### ENTRIES SUPPLIED

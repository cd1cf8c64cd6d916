use ljit_core::{object::{self, WORD_SIZE}, Arena, Env, Node};
use ljit_syntax::Span;
use thiserror::Error;
use crate::asm::{Condition, Indirect, PartialRegister, Register};
use crate::buffer::{CodeBuffer, Patch};

const ACC: Register = Register::Rax;
const FRAME: Register = Register::Rsp;
const FIRST_SLOT: i32 = -WORD_SIZE;

pub type Vars<'e> = Option<&'e Env<'e, i32>>;
pub type Labels<'e> = Option<&'e Env<'e, usize>>;

#[derive(Debug, Error, Clone, PartialEq, Eq)]
pub enum CompileError {
    #[error("unbound variable `{name}`")]
    UnboundVariable { name: String, span: Option<Span> },
    #[error("unknown label `{name}`")]
    UnboundLabel { name: String, span: Option<Span> },
}

impl CompileError {
    pub fn span(&self) -> Option<Span> {
        match self {
            CompileError::UnboundVariable { span, .. } => *span,
            CompileError::UnboundLabel { span, .. } => *span,
        }
    }
}

/// Registers the generated code agrees on with its caller.
#[derive(Debug, Clone, Copy)]
pub struct CallingConvention {
    /// Holds the first argument on entry: the base of the heap arena.
    pub argument: Register,
    /// Bump pointer for pair allocation, live for the whole entry.
    pub heap: Register,
}

impl Default for CallingConvention {
    fn default() -> CallingConvention {
        CallingConvention {
            argument: Register::Rdi,
            heap: Register::Rsi,
        }
    }
}

/// Compiles a whole program: the prologue that installs the heap pointer,
/// either a plain expression or a top-level `labels` form, and `ret`.
pub fn compile_entry(buf: &mut CodeBuffer, arena: &Arena, node: Node) -> Result<(), CompileError> {
    compile_entry_with(buf, arena, node, CallingConvention::default())
}

/// Like [`compile_entry`], with the heap taken from `conv.argument` and
/// bumped in `conv.heap`.
pub fn compile_entry_with(
    buf: &mut CodeBuffer,
    arena: &Arena,
    node: Node,
    conv: CallingConvention,
) -> Result<(), CompileError> {
    let mut compiler = Compiler { buf, arena, conv };
    compiler.entry(node)
}

/// Compiles one expression without prologue or epilogue.
pub fn compile_expr(
    buf: &mut CodeBuffer,
    arena: &Arena,
    node: Node,
    stack_index: i32,
    vars: Vars<'_>,
    labels: Labels<'_>,
) -> Result<(), CompileError> {
    let mut compiler = Compiler { buf, arena, conv: CallingConvention::default() };
    compiler.expr(node, stack_index, vars, labels)
}

/// Compiles a `(code (formal ...) body)` form into a procedure ending in `ret`.
pub fn compile_code(buf: &mut CodeBuffer, arena: &Arena, node: Node, labels: Labels<'_>) -> Result<(), CompileError> {
    let mut compiler = Compiler { buf, arena, conv: CallingConvention::default() };
    compiler.code(node, labels)
}

struct Compiler<'a> {
    buf: &'a mut CodeBuffer,
    arena: &'a Arena,
    conv: CallingConvention,
}

impl<'a> Compiler<'a> {
    fn entry(&mut self, node: Node) -> Result<(), CompileError> {
        let arena = self.arena;
        let start = self.buf.len();
        self.buf.mov_reg_reg(self.conv.heap, self.conv.argument);
        if node.is_pair() && arena.is_symbol_named(arena.car(node), "labels") {
            self.expect_args(node, "labels", 2);
            let bindings = arena.nth(node, 1);
            assert!(bindings.is_pair() || bindings == Node::Nil, "`labels` bindings must be a list");
            let body = arena.nth(node, 2);
            let body_jump = self.buf.jmp();
            self.labels(bindings, body, None, body_jump)?;
        } else {
            self.expr(node, FIRST_SLOT, None, None)?;
            self.buf.ret();
        }
        tracing::debug!(bytes = self.buf.len() - start, "compiled entry");
        Ok(())
    }

    fn expr(&mut self, node: Node, si: i32, vars: Vars<'_>, labels: Labels<'_>) -> Result<(), CompileError> {
        let arena = self.arena;
        match node {
            Node::Integer(value) => self.buf.mov_reg_word(ACC, object::encode_integer(value)),
            Node::Char(value) => self.buf.mov_reg_word(ACC, object::encode_char(value)),
            Node::Bool(value) => self.buf.mov_reg_word(ACC, object::encode_bool(value)),
            Node::Nil => self.buf.mov_reg_word(ACC, object::NIL),
            Node::Error => panic!("the reader's error value cannot be compiled"),
            Node::Symbol(_) => {
                let name = arena.symbol_name(node);
                match Env::lookup(vars, name) {
                    Some(offset) => self.buf.load_reg_indirect(ACC, Indirect::new(FRAME, offset)),
                    None => {
                        return Err(CompileError::UnboundVariable {
                            name: name.to_owned(),
                            span: arena.symbol_span(node),
                        });
                    }
                }
            }
            Node::Pair(_) => return self.call(node, si, vars, labels),
        }
        Ok(())
    }

    fn call(&mut self, node: Node, si: i32, vars: Vars<'_>, labels: Labels<'_>) -> Result<(), CompileError> {
        let arena = self.arena;
        let callable = arena.car(node);
        if !callable.is_symbol() {
            panic!("cannot call `{}`", arena.display(callable));
        }
        let name = arena.symbol_name(callable);
        let arg = |n: usize| arena.nth(node, n + 1);
        match name {
            "add1" | "sub1" | "integer->char" | "char->integer" | "nil?" | "zero?" | "not" | "integer?"
            | "boolean?" | "car" | "cdr" => {
                self.expect_args(node, name, 1);
                self.expr(arg(0), si, vars, labels)?;
                self.unary(name);
            }
            "+" | "-" | "*" | "=" | "<" => {
                self.expect_args(node, name, 2);
                let slot = Indirect::new(FRAME, si);
                self.expr(arg(1), si, vars, labels)?;
                if name == "*" {
                    // keep only one factor of the tag scaling
                    self.buf.shr_reg_imm8(ACC, object::INTEGER_SHIFT as u8);
                }
                self.buf.store_reg_indirect(slot, ACC);
                self.expr(arg(0), si - WORD_SIZE, vars, labels)?;
                match name {
                    "+" => self.buf.add_reg_indirect(ACC, slot),
                    "-" => self.buf.sub_reg_indirect(ACC, slot),
                    "*" => self.buf.imul_indirect(slot),
                    "=" => {
                        self.buf.cmp_reg_indirect(ACC, slot);
                        self.materialize_bool(Condition::Equal);
                    }
                    _ => {
                        self.buf.cmp_reg_indirect(ACC, slot);
                        self.materialize_bool(Condition::Less);
                    }
                }
            }
            "let" => {
                self.expect_args(node, name, 2);
                self.let_bindings(arg(0), arg(1), si, vars, vars, labels)?;
            }
            "if" => {
                self.expect_args(node, name, 3);
                self.if_(arg(0), arg(1), arg(2), si, vars, labels)?;
            }
            "cons" => {
                self.expect_args(node, name, 2);
                self.cons(arg(0), arg(1), si, vars, labels)?;
            }
            "labelcall" => {
                let args = arena.cdr(node);
                assert!(args.is_pair(), "`labelcall` needs a label");
                self.labelcall(arena.car(args), arena.cdr(args), si, vars, labels)?;
            }
            _ => panic!("unknown operator `{}`", name),
        }
        Ok(())
    }

    fn expect_args(&self, node: Node, name: &str, count: usize) {
        let actual = self.arena.list_len(self.arena.cdr(node));
        assert!(actual == count, "`{}` takes {} argument(s), got {}", name, count, actual);
    }

    fn unary(&mut self, name: &str) {
        let char_shift = (object::CHAR_SHIFT - object::INTEGER_SHIFT) as u8;
        match name {
            "add1" => self.buf.add_reg_imm32(ACC, object::encode_integer(1) as i32),
            "sub1" => self.buf.sub_reg_imm32(ACC, object::encode_integer(1) as i32),
            "integer->char" => {
                self.buf.shl_reg_imm8(ACC, char_shift);
                self.buf.or_reg_imm8(ACC, object::CHAR_TAG as u8);
            }
            "char->integer" => self.buf.shr_reg_imm8(ACC, char_shift),
            "nil?" => self.compare_imm32(object::NIL as i32),
            "zero?" => self.compare_imm32(object::encode_integer(0) as i32),
            "not" => self.compare_imm32(object::FALSE as i32),
            "integer?" => {
                self.buf.and_reg_imm8(ACC, object::INTEGER_TAG_MASK as u8);
                self.compare_imm32(object::INTEGER_TAG as i32);
            }
            "boolean?" => {
                self.buf.and_reg_imm8(ACC, object::IMMEDIATE_TAG_MASK as u8);
                self.compare_imm32(object::BOOL_TAG as i32);
            }
            "car" => {
                let offset = object::CAR_OFFSET - object::PAIR_TAG as i32;
                self.buf.load_reg_indirect(ACC, Indirect::new(ACC, offset));
            }
            "cdr" => {
                let offset = object::CDR_OFFSET - object::PAIR_TAG as i32;
                self.buf.load_reg_indirect(ACC, Indirect::new(ACC, offset));
            }
            _ => unreachable!("`{}` is not unary", name),
        }
    }

    fn compare_imm32(&mut self, value: i32) {
        self.buf.cmp_reg_imm32(ACC, value);
        self.materialize_bool(Condition::Equal);
    }

    /// Turns the flags of the last comparison into `#t`/`#f` in the accumulator.
    fn materialize_bool(&mut self, cond: Condition) {
        self.buf.mov_reg_imm32(ACC, 0);
        self.buf.setcc_imm8(cond, PartialRegister::Al);
        self.buf.shl_reg_imm8(ACC, object::BOOL_SHIFT as u8);
        self.buf.or_reg_imm8(ACC, object::BOOL_TAG as u8);
    }

    /// Binding expressions only see `binding_env`; names are collected into
    /// `body_env` for the body alone, so this is `let` and not `let*`.
    fn let_bindings(
        &mut self,
        bindings: Node,
        body: Node,
        si: i32,
        binding_env: Vars<'_>,
        body_env: Vars<'_>,
        labels: Labels<'_>,
    ) -> Result<(), CompileError> {
        let arena = self.arena;
        if bindings == Node::Nil {
            return self.expr(body, si, body_env, labels);
        }
        let binding = arena.car(bindings);
        let name = arena.car(binding);
        assert!(name.is_symbol(), "`let` binds symbols, not `{}`", arena.display(name));
        self.expr(arena.nth(binding, 1), si, binding_env, labels)?;
        self.buf.store_reg_indirect(Indirect::new(FRAME, si), ACC);
        let entry = Env::bind(arena.symbol_name(name), si, body_env);
        self.let_bindings(arena.cdr(bindings), body, si - WORD_SIZE, binding_env, Some(&entry), labels)
    }

    fn if_(
        &mut self,
        cond: Node,
        consequent: Node,
        alternate: Node,
        si: i32,
        vars: Vars<'_>,
        labels: Labels<'_>,
    ) -> Result<(), CompileError> {
        self.expr(cond, si, vars, labels)?;
        self.buf.cmp_reg_imm32(ACC, object::FALSE as i32);
        let to_alternate = self.buf.jcc(Condition::Equal);
        self.expr(consequent, si, vars, labels)?;
        let to_end = self.buf.jmp();
        self.buf.backpatch(to_alternate);
        self.expr(alternate, si, vars, labels)?;
        self.buf.backpatch(to_end);
        Ok(())
    }

    /// The car waits in a stack slot while the cdr is compiled, because the
    /// cdr may allocate and move the heap pointer.
    fn cons(&mut self, car: Node, cdr: Node, si: i32, vars: Vars<'_>, labels: Labels<'_>) -> Result<(), CompileError> {
        let heap = self.conv.heap;
        let slot = Indirect::new(FRAME, si);
        self.expr(car, si, vars, labels)?;
        self.buf.store_reg_indirect(slot, ACC);
        self.expr(cdr, si - WORD_SIZE, vars, labels)?;
        self.buf.store_reg_indirect(Indirect::new(heap, object::CDR_OFFSET), ACC);
        self.buf.load_reg_indirect(ACC, slot);
        self.buf.store_reg_indirect(Indirect::new(heap, object::CAR_OFFSET), ACC);
        self.buf.mov_reg_reg(ACC, heap);
        self.buf.or_reg_imm8(ACC, object::PAIR_TAG as u8);
        self.buf.add_reg_imm32(heap, object::PAIR_SIZE);
        Ok(())
    }

    /// Arguments go below the slot that the return address will take, which
    /// is where the callee's formals expect them.
    fn labelcall(
        &mut self,
        label: Node,
        args: Node,
        si: i32,
        vars: Vars<'_>,
        labels: Labels<'_>,
    ) -> Result<(), CompileError> {
        let arena = self.arena;
        assert!(label.is_symbol(), "`labelcall` needs a label, got `{}`", arena.display(label));
        let name = arena.symbol_name(label);
        let target = match Env::lookup(labels, name) {
            Some(target) => target,
            None => {
                return Err(CompileError::UnboundLabel {
                    name: name.to_owned(),
                    span: arena.symbol_span(label),
                });
            }
        };
        let mut arg_index = si - WORD_SIZE;
        for arg in arena.list_items(args) {
            self.expr(arg, arg_index, vars, labels)?;
            self.buf.store_reg_indirect(Indirect::new(FRAME, arg_index), ACC);
            arg_index -= WORD_SIZE;
        }
        let locals = si + WORD_SIZE;
        self.buf.rsp_adjust(locals);
        self.buf.call(target);
        self.buf.rsp_adjust(-locals);
        Ok(())
    }

    fn code(&mut self, node: Node, labels: Labels<'_>) -> Result<(), CompileError> {
        let arena = self.arena;
        assert!(
            node.is_pair() && arena.is_symbol_named(arena.car(node), "code"),
            "expected a `code` form, got `{}`",
            arena.display(node),
        );
        self.expect_args(node, "code", 2);
        self.formals(arena.nth(node, 1), arena.nth(node, 2), FIRST_SLOT, None, labels)
    }

    fn formals(
        &mut self,
        formals: Node,
        body: Node,
        si: i32,
        vars: Vars<'_>,
        labels: Labels<'_>,
    ) -> Result<(), CompileError> {
        let arena = self.arena;
        if formals == Node::Nil {
            self.expr(body, si, vars, labels)?;
            self.buf.ret();
            return Ok(());
        }
        let name = arena.car(formals);
        assert!(name.is_symbol(), "formal parameters must be symbols, not `{}`", arena.display(name));
        let entry = Env::bind(arena.symbol_name(name), si, vars);
        self.formals(arena.cdr(formals), body, si - WORD_SIZE, Some(&entry), labels)
    }

    /// A label is visible to its own body, to the labels after it and to
    /// the labels body.
    fn labels(&mut self, bindings: Node, body: Node, labels: Labels<'_>, body_jump: Patch) -> Result<(), CompileError> {
        let arena = self.arena;
        if bindings == Node::Nil {
            self.buf.backpatch(body_jump);
            self.expr(body, FIRST_SLOT, None, labels)?;
            self.buf.ret();
            return Ok(());
        }
        let binding = arena.car(bindings);
        let name = arena.car(binding);
        assert!(name.is_symbol(), "labels are named by symbols, not `{}`", arena.display(name));
        let name = arena.symbol_name(name);
        let location = self.buf.len();
        tracing::debug!(label = name, offset = location, "compiling label");
        let entry = Env::bind(name, location, labels);
        self.code(arena.nth(binding, 1), Some(&entry))?;
        self.labels(arena.cdr(bindings), body, Some(&entry), body_jump)
    }
}
use crate::{Pos, Span};

/// Byte-level cursor over source text.
///
/// The reader only deals with ASCII tokens, so the cursor never needs to
/// decode characters; non-ASCII bytes are simply bytes that match no token.
#[derive(Clone)]
pub struct Cursor<'a> {
    source: &'a str,
    offset: usize,
}

impl<'a> Cursor<'a> {
    pub fn new(source: &'a str) -> Cursor<'a> {
        Cursor { source, offset: 0 }
    }

    pub fn pos(&self) -> Pos {
        Pos::new(self.offset as u32)
    }

    pub fn is_eof(&self) -> bool {
        self.offset >= self.source.len()
    }

    pub fn peek(&self) -> Option<u8> {
        self.peek_nth(0)
    }

    pub fn peek_nth(&self, n: usize) -> Option<u8> {
        self.source.as_bytes().get(self.offset + n).copied()
    }

    pub fn bump(&mut self) -> Option<u8> {
        let byte = self.peek()?;
        self.offset += 1;
        Some(byte)
    }

    pub fn eat(&mut self, byte: u8) -> bool {
        if self.peek() == Some(byte) {
            self.offset += 1;
            true
        } else {
            false
        }
    }

    /// Consumes bytes while `pred` holds, stopping after `limit` bytes.
    pub fn eat_while(&mut self, limit: usize, mut pred: impl FnMut(u8) -> bool) -> Span {
        let start = self.pos();
        let mut taken = 0;
        while taken < limit {
            match self.peek() {
                Some(b) if pred(b) => {
                    self.offset += 1;
                    taken += 1;
                }
                _ => break,
            }
        }
        self.span_from(start)
    }

    pub fn span_from(&self, start: Pos) -> Span {
        Span::new(start, self.pos())
    }

    pub fn text(&self, span: Span) -> &'a str {
        &self.source[span.source_range()]
    }
}

#[cfg(test)]
mod tests {
    use super::*;

    #[test]
    fn peeks_without_consuming() {
        let cursor = Cursor::new("ab");
        assert_eq!(cursor.peek(), Some(b'a'));
        assert_eq!(cursor.peek_nth(1), Some(b'b'));
        assert_eq!(cursor.peek_nth(2), None);
        assert_eq!(cursor.pos(), Pos::new(0));
    }

    #[test]
    fn eat_while_respects_limit() {
        let mut cursor = Cursor::new("aaaaab");
        let span = cursor.eat_while(3, |b| b == b'a');
        assert_eq!(cursor.text(span), "aaa");
        let span = cursor.eat_while(usize::MAX, |b| b == b'a');
        assert_eq!(cursor.text(span), "aa");
        assert_eq!(cursor.bump(), Some(b'b'));
        assert!(cursor.is_eof());
        assert_eq!(cursor.bump(), None);
    }

    #[test]
    fn eat_only_matching_byte() {
        let mut cursor = Cursor::new("#t");
        assert!(!cursor.eat(b't'));
        assert!(cursor.eat(b'#'));
        assert_eq!(cursor.span_from(Pos::new(0)).source_len(), 1);
    }
}
use std::fmt;
use ljit_syntax::{Cursor, Pos, Span};
use crate::{object, Arena, Node};

/// Longest symbol the reader produces; longer runs are split.
pub const ATOM_MAX: usize = 32;

/// Reads the first datum of `source` into `arena`, ignoring whatever
/// follows it. Malformed input gives [`Node::Error`].
pub fn read(source: &str, arena: &mut Arena) -> Node {
    Reader::new(source).read(arena)
}

#[derive(Debug, Clone, Copy, PartialEq, Eq)]
pub enum ReadError {
    UnexpectedEnd,
    UnclosedList,
    IntegerOutOfRange,
    BadChar,
    BadBool,
    UnexpectedChar,
}

impl fmt::Display for ReadError {
    fn fmt(&self, f: &mut fmt::Formatter<'_>) -> fmt::Result {
        f.write_str(match self {
            ReadError::UnexpectedEnd => "expected an expression",
            ReadError::UnclosedList => "list is never closed",
            ReadError::IntegerOutOfRange => "integer literal does not fit in 62 bits",
            ReadError::BadChar => "malformed character literal",
            ReadError::BadBool => "expected `#t` or `#f`",
            ReadError::UnexpectedChar => "unexpected character",
        })
    }
}

pub struct Reader<'s> {
    cursor: Cursor<'s>,
    error: Option<(Span, ReadError)>,
}

impl<'s> Reader<'s> {
    pub fn new(source: &'s str) -> Reader<'s> {
        Reader {
            cursor: Cursor::new(source),
            error: None,
        }
    }

    pub fn read(&mut self, arena: &mut Arena) -> Node {
        let node = self.datum(arena);
        if node.is_error() && self.error.is_none() {
            self.error = Some((Span::point(self.cursor.pos()), ReadError::UnexpectedEnd));
        }
        node
    }

    /// The first malformed construct and what was wrong with it.
    pub fn error(&self) -> Option<(Span, ReadError)> {
        self.error
    }

    pub fn error_span(&self) -> Option<Span> {
        self.error.map(|(span, _)| span)
    }

    pub fn pos(&self) -> Pos {
        self.cursor.pos()
    }

    /// Whether only whitespace and comments remain after the last datum.
    pub fn at_end(&mut self) -> bool {
        self.skip_whitespace();
        self.cursor.is_eof()
    }

    fn fail(&mut self, span: Span, error: ReadError) -> Node {
        if self.error.is_none() {
            self.error = Some((span, error));
        }
        Node::Error
    }

    fn skip_whitespace(&mut self) {
        loop {
            match self.cursor.peek() {
                Some(b) if b.is_ascii_whitespace() => {
                    self.cursor.bump();
                }
                Some(b';') => {
                    self.cursor.eat_while(usize::MAX, |b| b != b'\n');
                }
                _ => break,
            }
        }
    }

    fn datum(&mut self, arena: &mut Arena) -> Node {
        self.skip_whitespace();
        let start = self.cursor.pos();
        let next_is_digit = self.cursor.peek_nth(1).map_or(false, |b| b.is_ascii_digit());
        match self.cursor.peek() {
            Some(b) if b.is_ascii_digit() => self.integer(false),
            Some(b'-') if next_is_digit => {
                self.cursor.bump();
                self.integer(true)
            }
            Some(b'+') if next_is_digit => {
                self.cursor.bump();
                self.integer(false)
            }
            Some(b) if starts_symbol(b) => {
                let span = self.cursor.eat_while(ATOM_MAX, is_symbol_char);
                arena.symbol(self.cursor.text(span), Some(span))
            }
            Some(b'\'') => {
                self.cursor.bump();
                self.character(start)
            }
            Some(b'#') => {
                self.cursor.bump();
                match self.cursor.bump() {
                    Some(b't') => Node::Bool(true),
                    Some(b'f') => Node::Bool(false),
                    _ => {
                        let span = self.cursor.span_from(start);
                        self.fail(span, ReadError::BadBool)
                    }
                }
            }
            Some(b'(') => {
                self.cursor.bump();
                self.list(start, arena)
            }
            None => self.fail(Span::point(start), ReadError::UnexpectedEnd),
            Some(_) => {
                self.cursor.bump();
                let span = self.cursor.span_from(start);
                self.fail(span, ReadError::UnexpectedChar)
            }
        }
    }

    fn integer(&mut self, negative: bool) -> Node {
        let start = self.cursor.pos();
        let span = self.cursor.eat_while(usize::MAX, |b| b.is_ascii_digit());
        let mut value: i64 = 0;
        for digit in self.cursor.text(span).bytes() {
            let digit = i64::from(digit - b'0');
            let next = value.checked_mul(10).and_then(|v| {
                if negative {
                    v.checked_sub(digit)
                } else {
                    v.checked_add(digit)
                }
            });
            value = match next {
                Some(v) => v,
                None => {
                    let span = self.cursor.span_from(start);
                    return self.fail(span, ReadError::IntegerOutOfRange);
                }
            };
        }
        if object::try_encode_integer(value).is_none() {
            let span = self.cursor.span_from(start);
            return self.fail(span, ReadError::IntegerOutOfRange);
        }
        Node::Integer(value)
    }

    fn character(&mut self, start: Pos) -> Node {
        match self.cursor.peek() {
            None | Some(b'\'') => {
                self.cursor.bump();
                let span = self.cursor.span_from(start);
                return self.fail(span, ReadError::BadChar);
            }
            Some(_) => {}
        }
        let value = self.cursor.bump().unwrap_or_default();
        if !self.cursor.eat(b'\'') {
            let span = self.cursor.span_from(start);
            return self.fail(span, ReadError::BadChar);
        }
        Node::Char(value)
    }

    fn list(&mut self, start: Pos, arena: &mut Arena) -> Node {
        let mut items = Vec::new();
        loop {
            self.skip_whitespace();
            match self.cursor.peek() {
                Some(b')') => {
                    self.cursor.bump();
                    return arena.list(&items);
                }
                None => {
                    let span = self.cursor.span_from(start);
                    return self.fail(span, ReadError::UnclosedList);
                }
                Some(_) => {
                    let item = self.datum(arena);
                    if item.is_error() {
                        return item;
                    }
                    items.push(item);
                }
            }
        }
    }
}

fn starts_symbol(b: u8) -> bool {
    matches!(b, b'+' | b'-' | b'*' | b'<' | b'>' | b'=' | b'?') || b.is_ascii_alphabetic()
}

fn is_symbol_char(b: u8) -> bool {
    starts_symbol(b) || b.is_ascii_digit()
}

######

- [TASK INSTRUCTIONS]: Where in the records does the word "needs" appear? Copy each line that holds it.

- [TASK OUTPUT]:
                assert!(args.is_pair(), "`labelcall` needs a label");
        assert!(label.is_symbol(), "`labelcall` needs a label, got `{}`", arena.display(label));
/// The reader only deals with ASCII tokens, so the cursor never needs to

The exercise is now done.